### Exercise input
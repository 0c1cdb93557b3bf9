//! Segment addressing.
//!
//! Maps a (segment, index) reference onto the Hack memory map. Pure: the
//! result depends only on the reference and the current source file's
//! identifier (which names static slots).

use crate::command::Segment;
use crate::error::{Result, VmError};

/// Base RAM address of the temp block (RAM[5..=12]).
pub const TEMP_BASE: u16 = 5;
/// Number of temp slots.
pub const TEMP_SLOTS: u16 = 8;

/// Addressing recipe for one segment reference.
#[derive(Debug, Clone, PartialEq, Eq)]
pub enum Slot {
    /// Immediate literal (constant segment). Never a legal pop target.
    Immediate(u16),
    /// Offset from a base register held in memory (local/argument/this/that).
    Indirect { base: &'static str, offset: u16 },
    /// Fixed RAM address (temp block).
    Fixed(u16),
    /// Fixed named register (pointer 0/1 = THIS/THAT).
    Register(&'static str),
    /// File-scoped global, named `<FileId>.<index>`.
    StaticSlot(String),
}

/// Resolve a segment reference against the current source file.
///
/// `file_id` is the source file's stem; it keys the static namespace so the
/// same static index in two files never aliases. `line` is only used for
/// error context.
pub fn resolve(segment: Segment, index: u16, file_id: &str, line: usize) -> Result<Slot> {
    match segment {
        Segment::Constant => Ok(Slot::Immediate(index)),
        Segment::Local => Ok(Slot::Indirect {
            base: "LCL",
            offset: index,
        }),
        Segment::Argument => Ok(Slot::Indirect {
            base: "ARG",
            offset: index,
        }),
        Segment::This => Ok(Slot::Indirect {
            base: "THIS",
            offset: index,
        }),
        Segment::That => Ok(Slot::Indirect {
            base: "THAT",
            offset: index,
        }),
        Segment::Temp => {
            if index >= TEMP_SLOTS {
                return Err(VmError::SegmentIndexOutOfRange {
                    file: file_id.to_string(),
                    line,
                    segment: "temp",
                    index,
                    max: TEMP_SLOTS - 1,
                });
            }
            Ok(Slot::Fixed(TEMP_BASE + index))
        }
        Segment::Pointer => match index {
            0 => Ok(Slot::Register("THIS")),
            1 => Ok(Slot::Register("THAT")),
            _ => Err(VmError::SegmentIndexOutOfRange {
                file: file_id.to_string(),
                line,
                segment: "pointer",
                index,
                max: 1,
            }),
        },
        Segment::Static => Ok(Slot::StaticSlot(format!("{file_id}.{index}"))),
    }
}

==

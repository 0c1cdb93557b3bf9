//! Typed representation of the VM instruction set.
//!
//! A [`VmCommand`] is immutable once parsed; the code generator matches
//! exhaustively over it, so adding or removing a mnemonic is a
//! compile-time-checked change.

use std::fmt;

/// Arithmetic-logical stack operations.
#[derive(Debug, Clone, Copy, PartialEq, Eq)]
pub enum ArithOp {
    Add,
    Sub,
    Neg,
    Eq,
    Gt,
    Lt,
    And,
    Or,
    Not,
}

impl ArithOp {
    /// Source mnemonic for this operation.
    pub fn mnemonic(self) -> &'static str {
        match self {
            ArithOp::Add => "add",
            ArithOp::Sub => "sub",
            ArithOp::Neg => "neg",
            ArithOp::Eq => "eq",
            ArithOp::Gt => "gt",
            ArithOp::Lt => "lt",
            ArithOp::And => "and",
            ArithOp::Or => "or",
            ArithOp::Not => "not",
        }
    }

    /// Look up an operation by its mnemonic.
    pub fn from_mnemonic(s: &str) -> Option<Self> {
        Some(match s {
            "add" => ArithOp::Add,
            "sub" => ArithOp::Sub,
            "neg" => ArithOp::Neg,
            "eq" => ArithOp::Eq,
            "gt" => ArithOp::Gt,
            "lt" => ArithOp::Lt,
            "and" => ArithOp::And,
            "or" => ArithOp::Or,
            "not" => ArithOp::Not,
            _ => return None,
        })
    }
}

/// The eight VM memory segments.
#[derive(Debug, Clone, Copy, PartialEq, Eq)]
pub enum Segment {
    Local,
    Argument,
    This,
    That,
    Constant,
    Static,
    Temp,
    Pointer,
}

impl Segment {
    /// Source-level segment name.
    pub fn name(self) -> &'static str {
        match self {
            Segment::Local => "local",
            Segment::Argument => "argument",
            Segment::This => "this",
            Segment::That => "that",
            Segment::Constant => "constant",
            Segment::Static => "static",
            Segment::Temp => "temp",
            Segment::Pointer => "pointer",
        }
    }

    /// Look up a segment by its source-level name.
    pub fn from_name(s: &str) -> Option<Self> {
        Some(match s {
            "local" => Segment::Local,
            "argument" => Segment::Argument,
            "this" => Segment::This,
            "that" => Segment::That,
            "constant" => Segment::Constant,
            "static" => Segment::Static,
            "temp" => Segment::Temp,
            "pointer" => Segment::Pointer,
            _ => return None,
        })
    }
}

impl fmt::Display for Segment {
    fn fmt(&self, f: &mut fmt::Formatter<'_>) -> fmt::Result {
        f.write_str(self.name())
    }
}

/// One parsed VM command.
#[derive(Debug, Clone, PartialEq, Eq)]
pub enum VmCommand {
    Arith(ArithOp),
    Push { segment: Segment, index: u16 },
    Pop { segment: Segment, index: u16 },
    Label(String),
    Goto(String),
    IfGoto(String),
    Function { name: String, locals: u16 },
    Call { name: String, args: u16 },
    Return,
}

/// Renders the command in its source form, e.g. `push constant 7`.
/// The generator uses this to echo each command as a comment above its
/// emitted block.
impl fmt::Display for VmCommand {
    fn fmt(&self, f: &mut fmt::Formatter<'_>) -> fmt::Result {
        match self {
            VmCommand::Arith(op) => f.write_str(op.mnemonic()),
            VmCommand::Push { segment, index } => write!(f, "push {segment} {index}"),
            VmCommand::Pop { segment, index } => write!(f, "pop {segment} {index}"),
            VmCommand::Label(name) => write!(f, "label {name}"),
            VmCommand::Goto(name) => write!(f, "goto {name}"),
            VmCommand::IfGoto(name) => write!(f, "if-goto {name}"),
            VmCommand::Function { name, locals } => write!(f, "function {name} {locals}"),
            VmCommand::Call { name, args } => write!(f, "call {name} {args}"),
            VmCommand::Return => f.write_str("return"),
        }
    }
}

### Assigned task
Wherever the string "block" occurs in the records above, copy that line.

### Exercise result
/// Base RAM address of the temp block (RAM[5..=12]).
    /// Fixed RAM address (temp block).
/// emitted block.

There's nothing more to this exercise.